Quand "une démocratie de rejet tend à se substituer à une démocratie de projet"

Un petit déjeuner au champagne à 364 balles la bouteille, du ratafia en boîte de karakoe, le taxi pour rentrer chez soi à l'aube, sont-ce des frais liés à l'exercice d'un mandat de Conseiller administratif de Genève (largement rémunéré, même si une partie du salaire des magistrats communaux de la Ville est ponctionnée par leur parti) ? On s'accordera à répondre "non", comme répond un audit de la Cour des Comptes qui vient de faire grand bruit. La Cour évoque une "organisation opaque couplée à une exemplarité défaillante et à une réglementation obsolète. "Je n'ai pas fait tout juste", admet le plus durement épinglé par la Cour, Guillaume Barazzone (ce qui, ne manque pas de rappeler la "Tribune de Genève", rappelle furieusement le piteux "j'ai caché une partie de la vérité" de Pierre Maudet)... Les frais effectifs remboursés aux membres de l'Exécutif de la Ville vont des 11'000 francs de Sandrine Salerno aux 42'000 francs de Guillaume Barazzone.
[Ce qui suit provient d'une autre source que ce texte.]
//! Command-line interface for inspecting native extension modules.

use std::path::{Path, PathBuf};

use anyhow::{Context, Result};
use clap::{Parser, Subcommand};
use dynext_core::config::{env_vars, DEFAULT_LOG_FILTER};
use dynext_core::{
    diagnostics, resolve_library_path, DescriptorFields, ExtensionDescriptor, ExtensionSystem,
    MetadataFilter, RegistryConfig,
};
use serde::Serialize;

/// Dynext - discover and inspect native extension modules.
#[derive(Parser, Debug)]
#[command(name = "dynext")]
#[command(author, version, about, long_about = None)]
struct Args {
    /// Action to perform.
    #[command(subcommand)]
    command: Command,

    /// Report loading progress.
    #[arg(short, long, global = true)]
    verbose: bool,
}

/// Available commands.
#[derive(Subcommand, Debug)]
enum Command {
    /// List extensions found in a directory.
    List {
        /// Directory to scan.
        dir: PathBuf,
        /// Also scan sub-directories.
        #[arg(short, long)]
        recursive: bool,
        /// Only load files whose name starts with this prefix.
        #[arg(long)]
        prefix: Option<String>,
        /// Only show extensions implementing this interface.
        #[arg(short, long)]
        interface: Option<String>,
        /// Metadata filter, repeatable. Same key: any value, different keys: all.
        #[arg(short, long = "filter", value_name = "KEY=VALUE", value_parser = parse_filter)]
        filters: Vec<(String, String)>,
        /// Accept modules built by a different compiler.
        #[arg(long)]
        no_verify_compiler: bool,
        /// Print JSON instead of text.
        #[arg(long)]
        json: bool,
    },
    /// Show the extensions provided by one module file.
    Inspect {
        /// Module file; the platform prefix and extension may be omitted.
        file: PathBuf,
        /// Accept modules built by a different compiler.
        #[arg(long)]
        no_verify_compiler: bool,
        /// Print JSON instead of text.
        #[arg(long)]
        json: bool,
    },
}

/// JSON view of a descriptor.
#[derive(Serialize)]
struct DescriptorView<'a> {
    #[serde(flatten)]
    fields: &'a DescriptorFields,
    library: String,
}

fn main() -> Result<()> {
    let args = Args::parse();
    init_logging(args.verbose);

    match args.command {
        Command::List {
            dir,
            recursive,
            prefix,
            interface,
            filters,
            no_verify_compiler,
            json,
        } => {
            let mut filter: MetadataFilter = filters.into_iter().collect();
            if let Some(interface) = interface {
                filter.insert(dynext_core::descriptor::keys::INTERFACE_NAME, interface);
            }
            let options = ListOptions {
                recursive,
                prefix,
                filter,
                config: registry_config(args.verbose, no_verify_compiler),
                json,
            };
            run_list(&dir, options)
        }
        Command::Inspect {
            file,
            no_verify_compiler,
            json,
        } => run_inspect(&file, registry_config(args.verbose, no_verify_compiler), json),
    }
}

fn init_logging(verbose: bool) {
    // Check if JSON logging is requested
    let json_logging = std::env::var(env_vars::LOG_JSON)
        .map(|v| v == "1" || v.eq_ignore_ascii_case("true"))
        .unwrap_or(false);

    // Diagnostics already reach the user through the message handler.
    let default_filter = if verbose {
        format!("dynext=debug,{}=off", diagnostics::TARGET)
    } else {
        format!("{},{}=off", DEFAULT_LOG_FILTER, diagnostics::TARGET)
    };
    let env_filter = tracing_subscriber::EnvFilter::try_from_default_env()
        .unwrap_or_else(|_| tracing_subscriber::EnvFilter::new(default_filter));

    if json_logging {
        tracing_subscriber::fmt()
            .json()
            .with_env_filter(env_filter)
            .with_writer(std::io::stderr)
            .with_target(true)
            .init();
    } else {
        tracing_subscriber::fmt()
            .with_env_filter(env_filter)
            .with_writer(std::io::stderr)
            .with_target(false)
            .compact()
            .init();
    }
}

fn registry_config(verbose: bool, no_verify_compiler: bool) -> RegistryConfig {
    RegistryConfig::new()
        .with_verify_compiler(!no_verify_compiler)
        .with_debug_output(verbose)
}

fn new_system(config: RegistryConfig) -> ExtensionSystem {
    let mut system = ExtensionSystem::with_config(config);
    system.set_message_handler(|msg| eprintln!("{msg}"));
    system
}

/// Parse a `KEY=VALUE` metadata filter.
fn parse_filter(raw: &str) -> std::result::Result<(String, String), String> {
    match raw.split_once('=') {
        Some((key, value)) if !key.trim().is_empty() => {
            Ok((key.trim().to_string(), value.trim().to_string()))
        }
        _ => Err(format!("invalid filter '{raw}': expected KEY=VALUE")),
    }
}

struct ListOptions {
    recursive: bool,
    prefix: Option<String>,
    filter: MetadataFilter,
    config: RegistryConfig,
    json: bool,
}

/// List extensions in a directory.
fn run_list(dir: &Path, options: ListOptions) -> Result<()> {
    if !dir.is_dir() {
        anyhow::bail!("Directory not found: {}", dir.display());
    }

    let mut system = new_system(options.config);
    let accepted = match &options.prefix {
        Some(prefix) => system.search_directory_with_prefix(dir, prefix, options.recursive),
        None => system.search_directory(dir, options.recursive),
    };
    tracing::debug!(accepted, "Scanned {}", dir.display());

    let extensions = system.extensions_matching(&options.filter);
    print_extensions(&extensions, dir, options.json)
}

/// Show the extensions of one module.
fn run_inspect(file: &Path, config: RegistryConfig, json: bool) -> Result<()> {
    let resolved = resolve_library_path(file)
        .with_context(|| format!("Extension module not found: {}", file.display()))?;

    let mut system = new_system(config);
    system.add_library(&resolved);

    print_extensions(&system.extensions(), &resolved, json)
}

fn print_extensions(extensions: &[ExtensionDescriptor], source: &Path, json: bool) -> Result<()> {
    if json {
        let views: Vec<DescriptorView<'_>> = extensions
            .iter()
            .filter_map(|descriptor| {
                Some(DescriptorView {
                    fields: descriptor.fields()?,
                    library: descriptor
                        .library_path()
                        .map(|path| path.display().to_string())
                        .unwrap_or_default(),
                })
            })
            .collect();
        let output =
            serde_json::to_string_pretty(&views).context("Failed to serialize extensions")?;
        println!("{output}");
        return Ok(());
    }

    if extensions.is_empty() {
        println!("No extensions found in {}", source.display());
        return Ok(());
    }

    println!("Found {} extension(s) in {}", extensions.len(), source.display());
    for (index, descriptor) in extensions.iter().enumerate() {
        println!();
        println!("[{}] {} ({})", index + 1, descriptor.name(), descriptor.interface_name());
        print!("{descriptor}");
    }

    Ok(())
}
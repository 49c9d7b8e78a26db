//! Native module handle.
//!
//! Every conversion of a symbol address into a typed pointer, and every read
//! of the `#[repr(C)]` descriptor table, happens in this file.

use std::collections::BTreeMap;
use std::env::consts::{DLL_EXTENSION, DLL_PREFIX};
use std::ffi::{c_char, c_void, CStr};
use std::path::{Path, PathBuf};
use std::ptr::NonNull;

use dynext_sdk::{
    destroy_symbol, factory_symbol, CDescriptorTable, CExtensionEntry, DescriptorFn, DestroyFn,
    FactoryFn, Interface, ABI_VERSION, DESCRIPTOR_SYMBOL,
};
use libloading::{Library, Symbol};

use crate::descriptor::DescriptorFields;
use crate::error::{ExtensionError, Result};

/// A loaded native module.
///
/// The module stays loaded for as long as this value lives and is unloaded
/// exactly once when it is dropped. Share it through `Arc`.
#[derive(Debug)]
pub struct DynamicLibrary {
    path: PathBuf,
    library: Library,
}

impl DynamicLibrary {
    /// Load the module at `path`.
    ///
    /// Loading runs the module's initialization routines, which execute with
    /// the full privileges of the host process.
    pub fn open(path: impl AsRef<Path>) -> Result<Self> {
        let path = path.as_ref();
        // SAFETY: loading foreign code is inherently trusted; see above.
        let library = unsafe { Library::new(path) }.map_err(|e| ExtensionError::Load {
            path: path.to_path_buf(),
            message: e.to_string(),
        })?;

        tracing::trace!(path = %path.display(), "Loaded library");

        Ok(Self {
            path: path.to_path_buf(),
            library,
        })
    }

    /// Path the module was loaded from.
    pub fn path(&self) -> &Path {
        &self.path
    }

    /// File name component of [`path`](Self::path).
    pub fn file_name(&self) -> String {
        self.path
            .file_name()
            .map(|name| name.to_string_lossy().into_owned())
            .unwrap_or_default()
    }

    /// Platform file extension of native modules, without the dot.
    pub fn file_extension() -> &'static str {
        DLL_EXTENSION
    }

    /// Platform file name prefix of native modules (`lib` on Unix).
    pub fn file_prefix() -> &'static str {
        DLL_PREFIX
    }

    /// Raw address of an exported symbol.
    pub fn resolve(&self, name: &str) -> Result<*mut c_void> {
        // SAFETY: the address is returned as an opaque pointer and never
        // dereferenced here.
        let symbol: Symbol<*mut c_void> = unsafe { self.library.get(name.as_bytes()) }
            .map_err(|e| self.symbol_error(name, e))?;
        Ok(*symbol)
    }

    /// Resolve an exported symbol as a value of type `T`, typically a
    /// function pointer.
    ///
    /// # Safety
    /// `T` must match the actual type of the exported symbol.
    pub unsafe fn get<T: Copy>(&self, name: &str) -> Result<T> {
        let symbol: Symbol<T> = self
            .library
            .get(name.as_bytes())
            .map_err(|e| self.symbol_error(name, e))?;
        Ok(*symbol)
    }

    /// Read every entry of the module's descriptor table.
    ///
    /// The outer error covers the table as a whole (missing export, null
    /// table, layout version). Entries that fail to decode are reported
    /// individually so the remaining ones can still be accepted.
    pub(crate) fn read_descriptor_table(&self) -> Result<Vec<Result<DescriptorFields>>> {
        // SAFETY: the descriptor export has this signature by protocol.
        let describe: DescriptorFn = unsafe { self.get(DESCRIPTOR_SYMBOL)? };
        // SAFETY: the table is owned by the module and lives as long as it.
        unsafe { decode_descriptor_table(&self.path, describe()) }
    }

    /// Invoke the factory of the named extension.
    ///
    /// The caller must have checked that the extension implements `I`, that
    /// is, that `interface_name == I::NAME` in the accepted descriptor.
    pub(crate) fn instantiate<I>(
        &self,
        name: &str,
        interface_name: &str,
    ) -> Result<(NonNull<Box<I>>, DestroyFn)>
    where
        I: ?Sized + Interface,
    {
        let factory_name = factory_symbol(name, interface_name);
        let destroy_name = destroy_symbol(name, interface_name);

        // SAFETY: factory and destroy exports have these signatures by protocol.
        let factory: FactoryFn = unsafe { self.get(&factory_name)? };
        let destroy: DestroyFn = unsafe { self.get(&destroy_name)? };

        // SAFETY: the factory returns either null or a `*mut Box<I>` for
        // the interface named in its symbol.
        let raw = unsafe { factory() };
        let object = NonNull::new(raw.cast::<Box<I>>())
            .ok_or(ExtensionError::NullInstance {
                symbol: factory_name,
            })?;

        Ok((object, destroy))
    }

    fn symbol_error(&self, symbol: &str, err: libloading::Error) -> ExtensionError {
        ExtensionError::Symbol {
            symbol: symbol.to_string(),
            path: self.path.clone(),
            message: err.to_string(),
        }
    }
}

impl Drop for DynamicLibrary {
    fn drop(&mut self) {
        tracing::trace!(path = %self.path.display(), "Unloading library");
    }
}

/// Decode a descriptor table returned by the module at `path`.
///
/// # Safety
/// `table` must be null or point to a table whose arrays and strings follow
/// the contract of [`CDescriptorTable`].
unsafe fn decode_descriptor_table(
    path: &Path,
    table: *const CDescriptorTable,
) -> Result<Vec<Result<DescriptorFields>>> {
    let table = table.as_ref().ok_or_else(|| {
        invalid_descriptor(path, "descriptor export returned a null table".to_string())
    })?;

    check_abi_version(path, table)?;

    Ok(table
        .entries()
        .iter()
        .enumerate()
        .map(|(index, entry)| read_entry(path, index, entry))
        .collect())
}

fn check_abi_version(path: &Path, table: &CDescriptorTable) -> Result<()> {
    if table.abi_version != ABI_VERSION {
        return Err(ExtensionError::AbiVersion {
            path: path.to_path_buf(),
            expected: ABI_VERSION,
            found: table.abi_version,
        });
    }
    Ok(())
}

/// # Safety
/// Non-null strings in `entry` must be NUL-terminated and its metadata
/// array must hold `metadata_count` pairs.
unsafe fn read_entry(
    path: &Path,
    index: usize,
    entry: &CExtensionEntry,
) -> Result<DescriptorFields> {
    let field = |ptr: *const c_char, what: &str| -> Result<String> {
        read_c_string(ptr).ok_or_else(|| {
            invalid_descriptor(path, format!("entry {index}: {what} is null or not UTF-8"))
        })
    };

    let mut metadata = BTreeMap::new();
    for pair in entry.metadata() {
        metadata.insert(field(pair.key, "metadata key")?, field(pair.value, "metadata value")?);
    }

    Ok(DescriptorFields {
        name: field(entry.name, "name")?,
        interface_name: field(entry.interface_name, "interface name")?,
        version: entry.version,
        description: field(entry.description, "description")?,
        compiler: field(entry.compiler, "compiler")?,
        compiler_version: field(entry.compiler_version, "compiler version")?,
        metadata,
    })
}

fn invalid_descriptor(path: &Path, message: String) -> ExtensionError {
    ExtensionError::InvalidDescriptor {
        path: path.to_path_buf(),
        message,
    }
}

/// Read a NUL-terminated UTF-8 string.
///
/// # Safety
/// `ptr` must be null or point to a NUL-terminated string.
unsafe fn read_c_string(ptr: *const c_char) -> Option<String> {
    if ptr.is_null() {
        return None;
    }
    CStr::from_ptr(ptr).to_str().ok().map(str::to_string)
}

/// Whether `path` carries the platform extension of native modules.
pub fn is_library_file(path: &Path) -> bool {
    path.extension()
        .and_then(|ext| ext.to_str())
        .is_some_and(|ext| ext == DLL_EXTENSION)
}

/// Locate a module file.
///
/// Tries `path` as given, then with the platform extension appended, then
/// with the platform prefix and extension (`plugin` -> `libplugin.so`).
pub fn resolve_library_path(path: impl AsRef<Path>) -> Option<PathBuf> {
    let path = path.as_ref();
    if path.is_file() {
        return Some(path.to_path_buf());
    }

    let file_name = path.file_name()?.to_string_lossy().into_owned();

    let with_extension = path.with_file_name(format!("{file_name}.{DLL_EXTENSION}"));
    if with_extension.is_file() {
        return Some(with_extension);
    }

    let with_prefix = path.with_file_name(format!("{DLL_PREFIX}{file_name}.{DLL_EXTENSION}"));
    with_prefix.is_file().then_some(with_prefix)
}

#[cfg(test)]
mod tests {
    use super::*;
    use std::ffi::CString;
    use std::fs;
    use tempfile::TempDir;

    #[test]
    fn test_is_library_file() {
        let name = format!("libsample.{DLL_EXTENSION}");
        assert!(is_library_file(Path::new(&name)));
        assert!(!is_library_file(Path::new("libsample.txt")));
        assert!(!is_library_file(Path::new("libsample")));
    }

    #[test]
    fn test_open_missing_file() {
        let dir = TempDir::new().unwrap();
        let path = dir.path().join(format!("missing.{DLL_EXTENSION}"));

        let err = DynamicLibrary::open(&path).unwrap_err();
        match err {
            ExtensionError::Load { path: failed, .. } => assert_eq!(failed, path),
            other => panic!("unexpected error: {other}"),
        }
    }

    #[test]
    fn test_open_garbage_file() {
        let dir = TempDir::new().unwrap();
        let path = dir.path().join(format!("garbage.{DLL_EXTENSION}"));
        fs::write(&path, b"definitely not a shared library").unwrap();

        assert!(matches!(
            DynamicLibrary::open(&path),
            Err(ExtensionError::Load { .. })
        ));
    }

    #[test]
    fn test_resolve_library_path() {
        let dir = TempDir::new().unwrap();
        let exact = dir.path().join(format!("exact.{DLL_EXTENSION}"));
        let bare = dir.path().join(format!("bare.{DLL_EXTENSION}"));
        let prefixed = dir
            .path()
            .join(format!("{DLL_PREFIX}prefixed.{DLL_EXTENSION}"));
        for file in [&exact, &bare, &prefixed] {
            fs::write(file, b"").unwrap();
        }

        assert_eq!(resolve_library_path(&exact), Some(exact.clone()));
        assert_eq!(resolve_library_path(dir.path().join("bare")), Some(bare));
        assert_eq!(
            resolve_library_path(dir.path().join("prefixed")),
            Some(prefixed)
        );
        assert_eq!(resolve_library_path(dir.path().join("nothing")), None);
    }

    /// Entry plus the strings it points into.
    struct RawEntry {
        _strings: Vec<CString>,
        entry: CExtensionEntry,
    }

    fn raw_entry(name: Option<&[u8]>) -> RawEntry {
        let parts: [&[u8]; 5] = [name.unwrap_or(b"unused"), b"IExt1", b"", b"rustc", b"1"];
        let strings: Vec<CString> = parts
            .iter()
            .map(|bytes| CString::new(bytes.to_vec()).unwrap())
            .collect();
        let entry = CExtensionEntry {
            name: if name.is_some() {
                strings[0].as_ptr()
            } else {
                std::ptr::null()
            },
            interface_name: strings[1].as_ptr(),
            version: 100,
            description: strings[2].as_ptr(),
            compiler: strings[3].as_ptr(),
            compiler_version: strings[4].as_ptr(),
            metadata: std::ptr::null(),
            metadata_count: 0,
        };
        RawEntry {
            _strings: strings,
            entry,
        }
    }

    fn table(abi_version: u32, entries: &[CExtensionEntry]) -> CDescriptorTable {
        CDescriptorTable {
            abi_version,
            entries: entries.as_ptr(),
            entry_count: entries.len(),
        }
    }

    #[test]
    fn test_read_entry() {
        let raw = raw_entry(Some(b"Ext1".as_slice()));
        let fields = unsafe { read_entry(Path::new("m"), 0, &raw.entry) }.unwrap();
        assert_eq!(fields.name, "Ext1");
        assert_eq!(fields.interface_name, "IExt1");
        assert_eq!(fields.version, 100);
        assert_eq!(fields.compiler, "rustc");
        assert!(fields.metadata.is_empty());
    }

    #[test]
    fn test_read_entry_null_name() {
        let raw = raw_entry(None);
        let err = unsafe { read_entry(Path::new("m"), 3, &raw.entry) }.unwrap_err();
        match err {
            ExtensionError::InvalidDescriptor { path, message } => {
                assert_eq!(path, PathBuf::from("m"));
                assert_eq!(message, "entry 3: name is null or not UTF-8");
            }
            other => panic!("unexpected error: {other}"),
        }
    }

    #[test]
    fn test_read_entry_non_utf8_name() {
        let raw = raw_entry(Some([0xff, 0xfe].as_slice()));
        assert!(matches!(
            unsafe { read_entry(Path::new("m"), 0, &raw.entry) },
            Err(ExtensionError::InvalidDescriptor { .. })
        ));
    }

    #[test]
    fn test_read_entry_null_metadata_value() {
        let mut raw = raw_entry(Some(b"Ext1".as_slice()));
        let key = CString::new("author").unwrap();
        let pairs = [dynext_sdk::CMetadataPair {
            key: key.as_ptr(),
            value: std::ptr::null(),
        }];
        raw.entry.metadata = pairs.as_ptr();
        raw.entry.metadata_count = pairs.len();

        let err = unsafe { read_entry(Path::new("m"), 0, &raw.entry) }.unwrap_err();
        assert!(err.to_string().contains("metadata value is null"));
    }

    #[test]
    fn test_decode_null_table() {
        let err = unsafe { decode_descriptor_table(Path::new("m"), std::ptr::null()) }.unwrap_err();
        assert!(matches!(err, ExtensionError::InvalidDescriptor { .. }));
        assert!(err.to_string().contains("null table"));
    }

    #[test]
    fn test_decode_wrong_abi_version() {
        let raw = raw_entry(Some(b"Ext1".as_slice()));
        let entries = [raw.entry];
        let table = table(ABI_VERSION + 1, &entries);

        let err = unsafe { decode_descriptor_table(Path::new("m"), &table) }.unwrap_err();
        match err {
            ExtensionError::AbiVersion {
                expected, found, ..
            } => {
                assert_eq!(expected, ABI_VERSION);
                assert_eq!(found, ABI_VERSION + 1);
            }
            other => panic!("unexpected error: {other}"),
        }
        assert!(check_abi_version(Path::new("m"), &table).is_err());
    }

    #[test]
    fn test_decode_keeps_valid_entries() {
        let good = raw_entry(Some(b"Ext1".as_slice()));
        let bad = raw_entry(None);
        let entries = [bad.entry, good.entry];
        let table = table(ABI_VERSION, &entries);

        let decoded = unsafe { decode_descriptor_table(Path::new("m"), &table) }.unwrap();
        assert_eq!(decoded.len(), 2);
        assert!(matches!(
            decoded[0],
            Err(ExtensionError::InvalidDescriptor { .. })
        ));
        assert_eq!(decoded[1].as_ref().unwrap().name, "Ext1");
    }

    #[test]
    fn test_read_c_string() {
        let value = CString::new("hello").unwrap();
        assert_eq!(
            unsafe { read_c_string(value.as_ptr()) },
            Some("hello".to_string())
        );
        assert_eq!(unsafe { read_c_string(std::ptr::null()) }, None);
    }
}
Pour les cinq, le total se monte à 120'000 francs, exemptés d'impôt (la Cour des Comptes a d'ailleurs informé le fisc).

Tout cela justifie d'abord l'existence de la Cour des Comptes (on y avait d'ailleurs fait appel pour enquêter sur la commission des naturalisations du Conseil Municipal de Genève, et elle avait rendu un rapport qui avait suscité l'ire de la droite municipale, dont des représentant-e-s n'avaient pas hésité à mettre en cause les compétences des magistrats de la Cour...). Même le Conseil administratif a salué le travail d'une Cour qui ne l'a pas ménagé mais dont il reconnaît que le "regard indépendant (lui) a permis de moderniser et de préciser l'environnement réglementaire" de ses débours.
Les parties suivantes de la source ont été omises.